A student in the Biomechanics class has decided that she would like to make her arms
stronger. She has a mass of 63 kg, She chooses to complete some elbow flexion exercises
using a kettlebell. For this problem, consider the hand and forearm to be a single segment.
The distance from her elbow to her wrist is 22.86 cm.
The force from the kettlebell is applied to her hand, which is 30.48 cm from her elbow joint.
She knows that the moment arm of the elbow extensor muscles about the elbow axis is

Answers

Answer:

what is heat and transfer

Describe gravitational force in your own words. Which two factors affect the gravitational force between two objects?

Answers

Answer:

Gravitational force is the force that attracts objects towards each other. Two factors that affect the gravitational force between objects are the mass of the two objects and the distance between

Explanation:

Gravity is what pulls us towards the Earth if we were to jump into the air, so it is the force that pulls things towards other things. The bigger the objects are the more gravity they have, so a planet has more gravity than say, an apple. Distance between objects also makes their gravity change, so the Earth's pull on the moon is different than the Earth's pull on the sun.

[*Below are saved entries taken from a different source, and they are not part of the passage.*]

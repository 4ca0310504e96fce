use clap::ValueEnum;
use comfy_table::{presets, Attribute, Cell, Color, Table};
use owo_colors::OwoColorize;
use serde_json::json;

#[derive(Debug, Clone, Copy, PartialEq, Eq, ValueEnum)]
pub enum OutputFormat {
    Human,
    Json,
    #[value(name = "json-pretty")]
    JsonPretty,
}

pub struct Output {
    format: OutputFormat,
    quiet: bool,
}

impl Output {
    pub fn new(format: OutputFormat, quiet: bool) -> Self {
        Self { format, quiet }
    }

    pub fn is_human(&self) -> bool {
        self.format == OutputFormat::Human
    }

    pub fn is_quiet(&self) -> bool {
        self.quiet
    }

    pub fn success(&self, msg: impl AsRef<str>) {
        self.message("success", "✓".green().to_string(), msg.as_ref());
    }

    pub fn info(&self, msg: impl AsRef<str>) {
        if self.quiet {
            return;
        }
        match self.format {
            OutputFormat::Human => println!("{}", msg.as_ref()),
            OutputFormat::Json | OutputFormat::JsonPretty => {
                self.print_json(&json!({ "type": "info", "message": msg.as_ref() }));
            }
        }
    }

    pub fn warn(&self, msg: impl AsRef<str>) {
        self.message("warning", "⚠".yellow().to_string(), msg.as_ref());
    }

    /// Errors are shown even in quiet mode.
    pub fn error(&self, msg: impl AsRef<str>) {
        match self.format {
            OutputFormat::Human => eprintln!("{} {}", "✗".red(), msg.as_ref()),
            OutputFormat::Json | OutputFormat::JsonPretty => {
                self.print_json(&json!({ "type": "error", "message": msg.as_ref() }));
            }
        }
    }

    pub fn json(&self, data: &serde_json::Value) {
        if self.quiet && self.format != OutputFormat::Human {
            return;
        }
        self.print_json(data);
    }

    /// Two-column summary table in human mode; nothing otherwise.
    pub fn summary(&self, title: &str, rows: &[(&str, String)]) {
        if self.quiet || !self.is_human() {
            return;
        }
        let mut table = Table::new();
        table.set_header(vec![
            Cell::new(title).fg(Color::Cyan).add_attribute(Attribute::Bold),
            Cell::new(""),
        ]);
        for (label, value) in rows {
            table.add_row(vec![Cell::new(label), Cell::new(value)]);
        }
        table.load_preset(presets::UTF8_FULL);
        table.apply_modifier(comfy_table::modifiers::UTF8_ROUND_CORNERS);
        println!("{}", table);
    }

    fn message(&self, kind: &str, marker: String, msg: &str) {
        if self.quiet {
            return;
        }
        match self.format {
            OutputFormat::Human => println!("{} {}", marker, msg),
            OutputFormat::Json | OutputFormat::JsonPretty => {
                self.print_json(&json!({ "type": kind, "message": msg }));
            }
        }
    }

    fn print_json(&self, data: &serde_json::Value) {
        match self.format {
            OutputFormat::Json => println!("{}", serde_json::to_string(data).unwrap_or_default()),
            OutputFormat::JsonPretty | OutputFormat::Human => {
                println!("{}", serde_json::to_string_pretty(data).unwrap_or_default())
            }
        }
    }
}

Hopefully this helps- let me know if you have any questions!

Question :-

Describe gravitational force in your own words. Which two factors affect the gravitational force between two objects?

Answer :-

Gravitational Force :-

It is the attractive force between the two body having some mass.Example of gravitational force :- attraction between the human and earth . earth pulls the body towards it with the help of this This force helps the celestial bodies to revolve in there orbits

Factors effecting Gravitational force:-

Mass :- gravitational force directly proportional on the masses of the body between which it is acting [tex]gravitational \: force ∝m{ \tiny1}m{ \tiny2}[/tex]Distance between the masses :- Gravitational force is inversely proportional to the square of the distance between the masses [tex]gravitational \: force∝ \frac{1}{ {r}^{2} } [/tex]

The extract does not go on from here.